Par Christine Sourgins.
Avant nos guerres culturelles, a sévi la « guerre froide culturelle » formule de G. Orwell en 1945 : Moscou est vainqueur, son réalisme socialiste a défait le réalisme rival nazi ; l’autre géant, les USA, est un pays neuf réputé sans culture.
Au milieu, l’École de Paris, internationale, croit à la libre coopération des cultures. L’État s’étant alors désengagé de la direction de l’art, elle se soucie peu de géostratégie. La guerre nouvelle est d’abord sémantique : au « pour la paix contre le fascisme » des Russes, répond « pour la liberté de la culture » aux États-Unis.
Ce slogan plus consensuel et positif sera vainqueur et le demeure.
COLOMBE DE PICASSO CONTRE DRIPPING DE POLLOCK
Les Étas-Unis appliquent avec retard la stratégie communiste : eux aussi auront leurs publications, colloques, institutions apparemment indépendantes, donc crédibles, comme le Congrès pour la liberté de la culture, fondé en 1950 à Paris financé en sous-main par la CIA qui travaille avec des fondations ou musées privés, tel le Moma organisant à partir de 1952 des expositions d’art moderne américain, itinérantes en Europe.
Le choix américain s’est porté sur l’expressionnisme abstrait né en Europe : aucune narration ou figuration, nulle référence à un passé national, adoptable par tous car exprimant des états intérieurs universels.
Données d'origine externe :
use std::collections::HashMap;
use std::path::Path;
use std::pin::Pin;

use pulldown_cmark::{Event, Options, Parser, Tag, TagEnd};

use super::{DEFAULT_MAX_FILE_SIZE, Document, DocumentError, DocumentLoader, DocumentMetadata};

const EXTENSIONS: &[&str] = &["md", "markdown"];

/// Loads a Markdown file and renders it to plain text.
pub struct MarkdownLoader {
    pub max_file_size: u64,
}

impl Default for MarkdownLoader {
    fn default() -> Self {
        Self {
            max_file_size: DEFAULT_MAX_FILE_SIZE,
        }
    }
}

impl DocumentLoader for MarkdownLoader {
    fn load(
        &self,
        path: &Path,
    ) -> Pin<Box<dyn std::future::Future<Output = Result<Vec<Document>, DocumentError>> + Send + '_>>
    {
        let path = path.to_path_buf();
        let max_size = self.max_file_size;
        Box::pin(async move {
            let path = tokio::fs::canonicalize(&path).await?;

            let ext = path
                .extension()
                .and_then(|e| e.to_str())
                .unwrap_or("")
                .to_ascii_lowercase();
            if !EXTENSIONS.contains(&ext.as_str()) {
                return Err(DocumentError::UnsupportedFormat(ext));
            }

            let meta = tokio::fs::metadata(&path).await?;
            if meta.len() > max_size {
                return Err(DocumentError::FileTooLarge(meta.len()));
            }

            let raw = tokio::fs::read_to_string(&path).await?;

            Ok(vec![Document {
                content: markdown_to_text(&raw),
                metadata: DocumentMetadata {
                    source: path.display().to_string(),
                    content_type: "text/markdown".to_owned(),
                    extra: HashMap::new(),
                },
            }])
        })
    }

    fn supported_extensions(&self) -> &[&str] {
        EXTENSIONS
    }
}

/// Strip Markdown markup, keeping the readable text.
///
/// Block elements start on a fresh line and end with a blank line, code is kept verbatim and only the
/// visible text of links and images survives. Raw HTML is dropped.
#[must_use]
pub fn markdown_to_text(input: &str) -> String {
    let options = Options::ENABLE_TABLES | Options::ENABLE_STRIKETHROUGH;
    let mut out = String::with_capacity(input.len());

    for event in Parser::new_ext(input, options) {
        match event {
            Event::Text(text) | Event::Code(text) => out.push_str(&text),
            Event::SoftBreak | Event::HardBreak => out.push('\n'),
            Event::Start(
                Tag::Paragraph
                | Tag::Item
                | Tag::List(_)
                | Tag::CodeBlock(_)
                | Tag::BlockQuote(_),
            ) if !out.is_empty() && !out.ends_with('\n') => out.push('\n'),
            Event::End(
                TagEnd::Paragraph
                | TagEnd::Heading(_)
                | TagEnd::Item
                | TagEnd::CodeBlock
                | TagEnd::BlockQuote(_)
                | TagEnd::TableHead
                | TagEnd::TableRow,
            ) => out.push_str("\n\n"),
            Event::End(TagEnd::TableCell) => out.push(' '),
            Event::Rule => out.push_str("\n\n"),
            _ => {}
        }
    }

    out
}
La grandeur et l’énergie de Pollock riment avec modernité. Ironie du sort, les peintres américains promus sont de gauche tout comme leurs soutiens critiques Greenberg et Rosenberg et, maccarthysme oblige, soupçonnés de communisme. Or, à l’étranger, ce sont eux que la CIA met en avant pour détourner les gauches européennes du communisme.
Détourner les plasticiens du voyage à Moscou a été facile : le réalisme socialiste, taxé d’académisme, a fait peu d’émules parmi les avant-gardes occidentales et surtout pas Picasso, pourtant encarté.
Dissuader du voyage à Paris s’appuiera sur un mixte de Pop art et d’art issu de Duchamp, ce que pratique Robert Rauschenberg vainqueur (peu loyal) de la biennale de Venise en 1964. Ainsi New-York « vola l’idée d’Art moderne à Paris ». L’art duchampien, de ready-made en performances, a une teneur conceptuelle : l’idée, l’intention, le discours priment sur la forme. L’art qui exprime le sens et vise la beauté grâce au métier devient archaïque voire risible : détruire en démodant est une constante d’une guerre culturelle.
Les discours progressistes vont pouvoir se diffuser via la mouvance duchampienne, dont la transgression inhérente rejoint la préoccupation américaine de repousser les frontières : conquête de l’Ouest, de la Lune puis transgression des limites du sexe et du genre humain (LGBT, spécisme…).
Ce dernier but s’inscrit dans une contestation de la civilisation occidentale dominée par l’homme blanc et débutée sur les campus tel Stanford, poursuivie par la french théorie, mère des études de genre.
La culture revue à l’aune de la classe, de l’ethnie ou du genre se mue en multiculturalisme, de concert avec la fin de la modernité (Lyotard et Fukuyama) et l’avènement de l’ère post-moderne : les « grands récits » mythiques (la Révolution, le progrès…) sont remplacés par un storytelling conditionnant électeurs, acheteurs ou spectateurs. L’identité n’est tolérée qu’à l’état de folklore ou disneylandisée au profit du tourisme culturel.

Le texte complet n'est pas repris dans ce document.